Take note: RCMP note-taking falls short
Audit finds that long-standing problems with notebooks persist
RCMP officers continue to break rules around investigative note-taking, despite a decade-old commitment to fix the problems.
An audit this year found the force is making the same mistakes that were highlighted in a previous internal review of note-taking, when RCMP supervisors committed to improvements.
“[I]ssues identified from the 2014 audit persist and opportunities remain to improve information management practices relating to investigator’s notes,” says the report.

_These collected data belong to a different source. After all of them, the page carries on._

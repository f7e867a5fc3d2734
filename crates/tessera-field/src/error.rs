//! Field codec error types.
//!
//! Out-of-range and truncated values are not errors: they are clamped and
//! reported through [`crate::Diagnostics`]. The variants here are the hard
//! failures that abort the statement.

use thiserror::Error;

use tessera_common::error::{ErrorCode, TesseraError};

/// Field codec error type.
#[derive(Debug, Clone, PartialEq, Eq, Error)]
pub enum FieldError {
    /// Text is not a valid UUID.
    #[error("invalid UUID value '{value}' for column '{field}'")]
    InvalidUuid {
        /// Column name.
        field: String,
        /// The rejected text.
        value: String,
    },

    /// Value kind cannot be stored in the column type.
    #[error("cannot store {value_kind} value in column '{field}'")]
    TypeMismatch {
        /// Column name.
        field: String,
        /// Kind of the rejected value.
        value_kind: &'static str,
    },

    /// NULL stored into a NOT NULL column.
    #[error("column '{field}' cannot be null")]
    NullNotAllowed {
        /// Column name.
        field: String,
    },

    /// Input ended before a complete value was read.
    #[error("buffer too short: need {needed} bytes, have {available}")]
    BufferTooShort {
        /// Bytes required.
        needed: usize,
        /// Bytes available.
        available: usize,
    },

    /// A packed column cannot be decoded into the target column.
    #[error("column '{field}' is incompatible with source column: {reason}")]
    IncompatibleField {
        /// Target column name.
        field: String,
        /// Description of the mismatch.
        reason: String,
    },

    /// Column definition is invalid.
    #[error("invalid field definition: {message}")]
    InvalidDefinition {
        /// Error message.
        message: String,
    },

    /// Column index does not exist in the record layout.
    #[error("column index {index} out of bounds ({count} columns)")]
    ColumnOutOfBounds {
        /// Requested index.
        index: usize,
        /// Number of columns.
        count: usize,
    },

    /// A store warning escalated to an error by strict mode.
    #[error("{message} for column '{field}' at row {row}")]
    Strict {
        /// Column name.
        field: String,
        /// Code of the escalated warning.
        code: ErrorCode,
        /// Warning text.
        message: String,
        /// Row number within the statement.
        row: u64,
    },
}

impl FieldError {
    /// Returns the error code for this error.
    #[must_use]
    pub const fn code(&self) -> ErrorCode {
        match self {
            Self::InvalidUuid { .. } => ErrorCode::InvalidUuid,
            Self::TypeMismatch { .. } => ErrorCode::WrongValue,
            Self::NullNotAllowed { .. } | Self::ColumnOutOfBounds { .. } => {
                ErrorCode::InvalidArgument
            }
            Self::BufferTooShort { .. } => ErrorCode::BufferTooShort,
            Self::IncompatibleField { .. } => ErrorCode::IncompatibleField,
            Self::InvalidDefinition { .. } => ErrorCode::InvalidFieldDefinition,
            Self::Strict { code, .. } => *code,
        }
    }

    pub(crate) fn invalid_definition(message: impl Into<String>) -> Self {
        Self::InvalidDefinition {
            message: message.into(),
        }
    }

    pub(crate) fn check_len(needed: usize, available: usize) -> FieldResult<()> {
        if available < needed {
            return Err(Self::BufferTooShort { needed, available });
        }
        Ok(())
    }
}

impl From<FieldError> for TesseraError {
    fn from(err: FieldError) -> Self {
        TesseraError::component(err.code(), err.to_string())
    }
}

/// Result type for field codec operations.
pub type FieldResult<T> = Result<T, FieldError>;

Officers’ notes taken during investigations are often key pieces of evidence for courts hearing criminal or civil cases. Improper note-taking, or failure to keep any notes, can hamper police investigations and jeopardize prosecutions. Incomplete notes can weaken the testimony of police officers in court.
Police failure to take proper notes or to retain notebooks was a key criticism of the Mass Casualty Commission, which investigated the brutal 2020 murders of 22 people in Nova Scotia by a gunman impersonating an RCMP officer.
Several “police officers’ notes were incomplete, illegible, missing, or simply did not articulate their observations, decisions, and actions as required by national policy,” says the commission’s final report (Vol. 5) from 2023.
For example, of the three officers who investigated an assault complaint about the perpetrator in 2013, only one could locate any notes, and those were incomplete. Another officer who investigated a firearms complaint about the perpetrator in 2010 was unable to produce any notes at all about the interactions. The commission flagged note-taking across the force as “deficient.”
The latest audit was carried out after the Nova Scotia murders, between 2021 and 2023. Auditors asked 90 officers in Alberta, Manitoba and Prince Edward Island to turn over their notebooks for inspection.
Only 69 of the 90 notebooks “would likely be sufficient to support testimony in court,” the report concluded. The rest were missing too much information, such as key details of the arrest, statements made, or relevant times. Some officers had made no written notes at all on incidents.
Supervisors are required to review each officer’s note-taking at least twice a year to ensure the rules are being followed. Interviews showed the requirement was only loosely followed. In some cases, there were no reviews at all.
Officers’ notebooks are the property of the RCMP. They must be kept secure at the detachment, and never taken home. Retiring members are also required to surrender their notebooks permanently.
In a sampling, the auditors asked to see 102 notebooks, and found some were missing – though the statistical results are censored in the public version of the audit report, posted last week. “The rationale for missing notebooks included a lack of space in RCMP locations to store the notebooks and challenges recovering notebooks from [REDACTED],” says the report.
Some officers and Brenda Lucki, head of the RCMP at the time, told commission hearings that they kept their notebooks at home, in violation of Mountie policy.
The Mass Casualty Commission determined that problems with police note-taking are long-standing, highlighted as far back as a 1991 inquiry into the Winnipeg Police Service. A 2016 review of RCMP detachments in Nova Scotia’s Cumberland County found most supervisors did not review notebooks, and that the notebooks lacked sufficient detail. The RCMP’s Civilian Review and Complaints Commission also acknowledged it’s a persistent problem across the force.
The commission’s recommendation No. 120 called on the RCMP to heed repeated calls to improve note-taking, to ensure notebooks are kept secure and that supervisors regularly review them.
“The national note-taking policy is not adhered to, including with respect to custody of the notebooks, and there is no consistent supervisory practice of monitoring the quality and content of member notes,” said the commission’s report.
In an addendum to the 2025 audit, RCMP management said it’s committed to “improving the processes and practices used to maintain investigator’s notes and ensure compliance with relevant policies.”